By Foo Yun Chee
BRUSSELS (Reuters) – Alphabet’s Google, Meta Platforms, Microsoft, Twitter, TikTok and other tech giants should use EU online content rules that apply to them this Friday to restore trust and safety in their platforms, EU industry chief Thierry Breton said on Wednesday.
The rules known as the Digital Services Act (DSA) require the companies to perform risk management, conduct external and independent auditing, share data with authorities and researchers and adopt a code of conduct.
Obligations for the companies, which also include booking.com, Pinterest, Snap Inc’s Snapchat, Wikipedia, Zalando and Alibaba’s AliExpress are more onerous than others because they have more than 45 million users.
These very large online platforms and very large online search engines have until Friday to provide their first annual risk assessment to the European Commission.

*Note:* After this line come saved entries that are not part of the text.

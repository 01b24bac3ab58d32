//! Common utilities shared across the workspace.
//!
//! This crate provides:
//! - Unified error handling with storage error classification
//! - Configuration structures

pub mod config;
pub mod error;

pub use config::*;
pub use error::{AppError, AppResult, OptionExt};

“Complying with the DSA is not a punishment – it is an opportunity for these online platforms to reinforce their brand value and reputation as a trustworthy site,” Breton said in a statement.
“Child protection will be an enforcement priority, as will be fighting disinformation, including pro-Russian propaganda, in particular as we are entering a period of elections in Europe,” he said.
The DSA also forces the companies to be more transparent on their algorithmic processes, bots and targeted advertisements that amplify content and do more to tackle illegal, unsafe or counterfeit products sold on their platforms.
Breton, who can hand out fines up to 6% of a company’s global turnover for violations, said he would not hesitate to act.
“My services and I will thoroughly enforce the DSA, and fully use our new powers to investigate and sanction platforms where warranted,” he said.